Por conta desse ideal da perfeição, dessa exigência e cobrança que vem de todos os lados. Vem da nossa família, vem dos amigos, vem na escola dos professores, vem na universidade, vem na vida profissional, desde o estágio, desde que a gente começa a pesquisa. Então, acho que tem essa demanda de todos os lados e isso acaba se revertendo em resultados. Mas também desejo ver essa régua ficando mais igual para todo mundo.
ABRIG: Empatia é comumente apontada como uma característica naturalmente feminina. Essa poderia ser, na sua opinião, uma justificativa para os bons resultados dos governos femininos nos enfrentamentos da pandemia?
RENATA MENDES: Mais uma vez voltando para questão dessa régua que é diferente para homens e mulheres, no caso da pandemia não seria diferente. As líderes mulheres pelo mundo, na Alemanha, na Nova Zelândia, na Finlândia, tomaram as rédeas do problema e escolheram olhar para o desafio da pandemia muito mais embasada pelas recomendações da ciência, tomando decisões rápidas para preservar vidas. E aqui não só por uma questão de empatia, que é um fator social, não biológico das mulheres. É socialmente imposto e demandado das mulheresessa posição mais empática, como eu já falei antes, mas não só por empatia. Essas mulheres têm bem menos chance de errar em possibilidade de erro. E colocaram em prática ações que já estavam sendo recomendadas como algo de sucesso e algo que iria proteger a população e minimizar os riscos da pandemia. Não à toa a gente vê os resultados de sucesso, o mesmo acontece aqui no Brasil.
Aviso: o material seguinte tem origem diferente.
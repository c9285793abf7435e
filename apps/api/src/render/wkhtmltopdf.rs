use std::process::Stdio;

use async_trait::async_trait;
use tokio::io::AsyncWriteExt;
use tokio::process::Command;
use tracing::debug;

use super::{PdfRenderer, RenderError, ResumeDocument};

/// Renders the HTML document through an external `wkhtmltopdf` binary,
/// HTML on stdin and PDF on stdout.
pub struct WkHtmlToPdfRenderer {
    binary: String,
}

impl WkHtmlToPdfRenderer {
    pub fn new(binary: impl Into<String>) -> Self {
        Self {
            binary: binary.into(),
        }
    }
}

const ARGS: &[&str] = &[
    "--quiet",
    "--encoding",
    "utf-8",
    "--page-size",
    "Letter",
    "--margin-top",
    "1in",
    "--margin-right",
    "1in",
    "--margin-bottom",
    "1in",
    "--margin-left",
    "1in",
    "-",
    "-",
];

#[async_trait]
impl PdfRenderer for WkHtmlToPdfRenderer {
    async fn render(&self, document: &ResumeDocument) -> Result<Vec<u8>, RenderError> {
        let html = document.to_html();

        let mut child = Command::new(&self.binary)
            .args(ARGS)
            .stdin(Stdio::piped())
            .stdout(Stdio::piped())
            .stderr(Stdio::piped())
            .spawn()?;

        let mut stdin = child
            .stdin
            .take()
            .ok_or_else(|| RenderError::Backend("renderer stdin unavailable".to_string()))?;

        // Feed stdin while draining stdout so a large document cannot deadlock
        // on a full pipe.
        let feed = async move {
            stdin.write_all(html.as_bytes()).await?;
            stdin.shutdown().await
        };
        let (fed, output) = tokio::join!(feed, child.wait_with_output());
        let output = output?;

        if !output.status.success() {
            return Err(RenderError::Exit {
                code: output.status.code(),
                stderr: String::from_utf8_lossy(&output.stderr).trim().to_string(),
            });
        }
        fed?;
        if output.stdout.is_empty() {
            return Err(RenderError::Backend(
                "renderer produced no output".to_string(),
            ));
        }

        debug!("{} rendered {} byte PDF", self.binary, output.stdout.len());
        Ok(output.stdout)
    }

    fn backend(&self) -> &'static str {
        "wkhtmltopdf"
    }
}
//! Lyrics normalization.
//!
//! Turns the raw provider string into an ordered sequence of
//! punctuation-free word tokens. The passes run in a fixed order; each
//! pass feeds the next, so reordering them changes the output.

use once_cell::sync::Lazy;
use regex::Regex;

// Literal patterns; Regex::new cannot fail on them.

/// Bracketed section markers like "[Chorus]" or "[Verse 1]".
#[allow(clippy::unwrap_used)]
static BRACKETED: Lazy<Regex> = Lazy::new(|| Regex::new(r"\[[^\]]*\]").unwrap());

/// Embed-widget artifact the provider appends, e.g. "78Embed".
#[allow(clippy::unwrap_used)]
static EMBED_SUFFIX: Lazy<Regex> = Lazy::new(|| Regex::new(r"\d+Embed").unwrap());

/// Any non-word character (anything other than letters, digits, underscore).
#[allow(clippy::unwrap_used)]
static NON_WORD: Lazy<Regex> = Lazy::new(|| Regex::new(r"\W").unwrap());

#[allow(clippy::unwrap_used)]
static DIGIT: Lazy<Regex> = Lazy::new(|| Regex::new(r"\d").unwrap());

#[allow(clippy::unwrap_used)]
static MULTI_SPACE: Lazy<Regex> = Lazy::new(|| Regex::new(r" {2,}").unwrap());

/// Normalize a raw lyrics string into word tokens.
///
/// Passes, in order:
/// 1. drop everything up to and including the first line break (the
///    provider prepends a "Title Lyrics" metadata line); if there is no
///    line break the whole string is kept;
/// 2. remove bracketed annotations;
/// 3. remove trailing embed artifacts (digits followed by "Embed");
/// 4. remove apostrophes, so contractions concatenate ("wit's" -> "wits");
/// 5. replace every remaining non-word character with a space;
/// 6. remove every digit;
/// 7. collapse runs of spaces, trim, and split on single spaces.
///
/// An empty post-normalization string still splits into one
/// empty-string token; callers count it as a word of length 0.
#[must_use]
pub fn tokenize(raw: &str) -> Vec<String> {
    let body = match raw.split_once('\n') {
        Some((_header, rest)) => rest,
        None => raw,
    };

    let cleaned = BRACKETED.replace_all(body, "");
    let cleaned = EMBED_SUFFIX.replace_all(&cleaned, "");
    let cleaned = cleaned.replace('\'', "");
    let cleaned = NON_WORD.replace_all(&cleaned, " ");
    let cleaned = DIGIT.replace_all(&cleaned, "");
    let cleaned = MULTI_SPACE.replace_all(&cleaned, " ");

    cleaned.trim().split(' ').map(String::from).collect()
}
//! Error types for the fetch layer.

use thiserror::Error;

/// Errors that can occur while resolving a song against the remote
/// provider and the local library.
#[derive(Debug, Error)]
pub enum FetchError {
    /// The provider request timed out.
    #[error("lyrics provider timed out")]
    Timeout,

    /// The provider returned a non-success status.
    #[error("HTTP {status} from lyrics provider: {message}")]
    Http { status: u16, message: String },

    /// A provider response could not be parsed.
    #[error("parse error from lyrics provider: {message}")]
    Parse { message: String },

    /// An error propagated from `reqwest`.
    #[error("request error: {0}")]
    Request(reqwest::Error),

    /// An error propagated from the core domain layer.
    #[error("database error: {0}")]
    Database(#[from] strophe_core::Error),
}

impl From<reqwest::Error> for FetchError {
    fn from(err: reqwest::Error) -> Self {
        if err.is_timeout() {
            Self::Timeout
        } else {
            Self::Request(err)
        }
    }
}

impl FetchError {
    /// Returns `true` when the provider timed out.
    pub fn is_timeout(&self) -> bool {
        matches!(self, Self::Timeout)
    }

    /// Returns `true` for transport-level failures that are reported
    /// and swallowed at the top level rather than aborting the run.
    pub fn is_transient(&self) -> bool {
        matches!(self, Self::Timeout | Self::Http { .. } | Self::Request(_))
    }

    /// Returns `true` when the query itself was invalid (empty title).
    pub fn is_invalid_input(&self) -> bool {
        matches!(self, Self::Database(strophe_core::Error::InvalidData(_)))
    }
}

/// Convenience alias for fetch results.
pub type FetchResult<T> = std::result::Result<T, FetchError>;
A prefeita Raquel Lira lá em Caruaru também tomou ações muito rápido assim que a pandemia se iniciou. Pensando em preservar as vidas, pensando em como dar suporte aos empreendedores locais. Com muito, mas muito respaldo do que estava sendo discutido pela ciência, do que vinha de recomendação... E de forma muito transparente, envolvendo a população, que eu acho que acontece também nos outros países, uma comunicação mais séria, mais transparente mesmo
A gente ganha muito com diversidade, com perfis diferentes de liderança. Não quer dizer que é melhor ou pior, mas ter mulheres nesse caso se mostrou positivo por considerar essas diferenças, para trazer um pouco mais de evidências, e pela baixa margem de erro que elas têm. Essa vontade de agir, e agir rápido, e conseguir mitigar esses efeitos. Isso aconteceu na pandemia, mas acho que é algo que se repete. Não só no governo, mas também nas empresas há essa preocupação em agir da maneira correta, em agir rápido, em ter responsabilidade, em ser transparente, porque isso é cobrado, mas porque a sua posição, como mulher, também, demanda isso. Mas a diversidade, de forma geral, contribui para melhores decisões. Por isso, acho que esse é o caminho. A resposta não é nem ser homem ou ser mulher ocupando determinados cargos, mas sim, hoje essa disparidade que a gente temcria um padrão na forma de tomar decisões que a gente vê que pode ser diferente.